Although pro-Leave supporter Boris Johnson having been crowned leader of the Conservative party and, as such, the next prime minister, it is still difficult to plan ahead for a post-Brexit environment, according to Kames Capital’s Sandra Holdsworth and Steve Jones.
Whilst Johnson’s appointment will see a hard Brexiteer take over the talks, there are still a number of outcomes that could evolve.
This is particularly challenging for the bond investors, said head of rates Holdsworth, who noted that the Bank of England is assuming a deal is struck and that investors return to the UK.
“But what we have realised [instead],” said Holdsworth, “is that there’s quite a lot of scenarios with quite a large range of outcomes.”
She added: “Other potential outcomes are that the [31 October] deadline is missed – entirely possible but not very likely at this stage given the rhetoric that is coming out of Boris Johnson’s camp.
“And then on the other side is this more chaotic type of outcome – a ‘no deal’, a general election, a second referendum – all of which would lead to further uncertainty, stretching out to where the whole outlook for the UK economy, the eurozone economy and future trading relations all remain pretty uncertain and pretty much as we are now or worse.
“So, we only have one scenario which is a positive for the UK.”
Leading up to Boris Johnson’s victory, Holdsworth said the Bank had to realign its positioning on Brexit, given the decline in business confidence of certain sectors.
Source: ICAEW
Immediately after the 2016 EU referendum there was a drop in domestic and international business confidence, she explained. It did revive somewhat when it was realised that carrying out Brexit would not happen anytime soon.
But now the Kames head of rates said the continued uncertainty after Theresa May’s failure to seal a deal by the 31 March deadline and a potential ‘no deal’ under Johnson has seen confidence fall again.
What this means is that while in the past when faced with an economic recession – as many have forecasted in the event of a ‘no deal’ Brexit – it has been able to cut interest rates this time it might not be able to.
Indeed, interest rates remain at historically low levels more than a decade on from the 2008 global financial crisis as a part of measures to shore up the financial sector and return the economy to growth.
Source: Bank of England
“And this is shared by central banks worldwide,” Holdsworth added: “It’s worth reiterating the point that with this central bank ammunition [although] there’s not a lot that they can do but they can do something.”

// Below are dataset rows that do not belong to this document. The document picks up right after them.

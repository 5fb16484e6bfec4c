//! Configuration module for Forum-Relay
//!
//! This module handles loading, parsing, and validating TOML configuration files.
//! The delivery token never lives in the file; it is read from the environment
//! variable the config names.
//!
//! # Example
//!
//! ```no_run
//! use forum_relay::config::load_config;
//! use std::path::Path;
//!
//! let config = load_config(Path::new("relay.toml")).unwrap();
//! println!("Forwarding to {}", config.telegram.chat_id);
//! ```

mod parser;
mod types;
mod validation;

pub use types::{Config, SourceConfig, StoreConfig, TelegramConfig};

pub use parser::{
    compute_config_hash, load_config, load_config_with_hash, parse_config, resolve_token,
};
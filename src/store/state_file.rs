//! File-backed persistence for the seen-link history

use crate::store::SeenSet;
use crate::RelayError;
use std::io::ErrorKind;
use std::path::{Path, PathBuf};

/// The plain-text file holding the comma-terminated fingerprint history
///
/// Read wholly at the start of a run and rewritten wholly at the end. There is
/// no locking: only one run may use a given file at a time.
#[derive(Debug, Clone)]
pub struct StateFile {
    path: PathBuf,
}

impl StateFile {
    pub fn new(path: impl Into<PathBuf>) -> Self {
        Self { path: path.into() }
    }

    pub fn path(&self) -> &Path {
        &self.path
    }

    /// Reads the raw file content
    ///
    /// # Returns
    ///
    /// * `Ok(None)` - The file does not exist yet
    /// * `Ok(Some(String))` - The file content
    /// * `Err(RelayError)` - Any other I/O failure
    pub async fn read_raw(&self) -> Result<Option<String>, RelayError> {
        match tokio::fs::read(&self.path).await {
            Ok(bytes) => Ok(Some(String::from_utf8_lossy(&bytes).into_owned())),
            Err(e) if e.kind() == ErrorKind::NotFound => Ok(None),
            Err(e) => Err(e.into()),
        }
    }

    /// Loads the history, treating a missing file as empty
    pub async fn read(&self) -> Result<SeenSet, RelayError> {
        match self.read_raw().await? {
            Some(raw) => Ok(SeenSet::load(&raw)),
            None => {
                tracing::info!(
                    "No seen-link history at {}; starting from empty",
                    self.path.display()
                );
                Ok(SeenSet::new())
            }
        }
    }

    /// Persists the history atomically
    ///
    /// The new content goes to a sibling `.tmp` file which is then renamed over
    /// the target, so a crash mid-write leaves the previous history intact.
    pub async fn write(&self, set: &SeenSet) -> Result<(), RelayError> {
        if let Some(parent) = self.path.parent() {
            if !parent.as_os_str().is_empty() {
                tokio::fs::create_dir_all(parent).await?;
            }
        }

        let tmp = self.temp_path();
        tokio::fs::write(&tmp, set.serialize()).await?;
        tokio::fs::rename(&tmp, &self.path).await?;

        tracing::debug!(
            "Persisted {} fingerprints to {}",
            set.len(),
            self.path.display()
        );
        Ok(())
    }

    fn temp_path(&self) -> PathBuf {
        let mut name = self
            .path
            .file_name()
            .map(|n| n.to_os_string())
            .unwrap_or_default();
        name.push(".tmp");
        self.path.with_file_name(name)
    }
}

Looking at what this environment means for equity investors Steve Jones, chief investment officer for Kames Capital said that there is a lot of stockpicking opportunity at the moment.
“There is a massive amount of stockpicking to be done in that area,” he said.
“Clearly anything to do with the auto supply chain is under immense trading pressure and uncertainty from the Brexit scenario, but also the reorientation towards the revolution in electric cars. Those are just profit warnings after profit warning.”
He added that anything to do with retail was “awfully positioned” to deal with the Brexit uncertainty.
But infrastructure he said looked to be a more promising sector, since: “It’s not as if we don’t have a natural ongoing demand for housing.”
Looking ahead to after the Brexit deadline, Jones said that even though global diversification is one course of action, he advises that investors look closer to home for opportunities after the Brexit situation is given some finality.
“If it does end up in a more stable scenario into transition then we can see quite a big bounce in some of those local things that we’ve been selling for quite a while now,” he said.
“Despite all our intrigue and the undoubted ‘fasten your seatbelts’ ride to come politically in the UK, I don’t think that you can ignore the fact that global monetary policy has changed dramatically over the last six months,” he said. “And that supports all scenarios other than a Jeremy Corbyn-type situation.
“A higher allocation to bonds and ongoing acceptance of risk assets in portfolios relative to cash, is actually quite a painful concoction for people who are caught up in the short-term political uncertainty which we undoubtedly do face and will undoubtedly experience,” Jones added.
“But actually markets are racing away and being supported by even bigger structural changes. Whilst it may seem counterintuitive, you need to take some of that bravery and put it into markets in general.”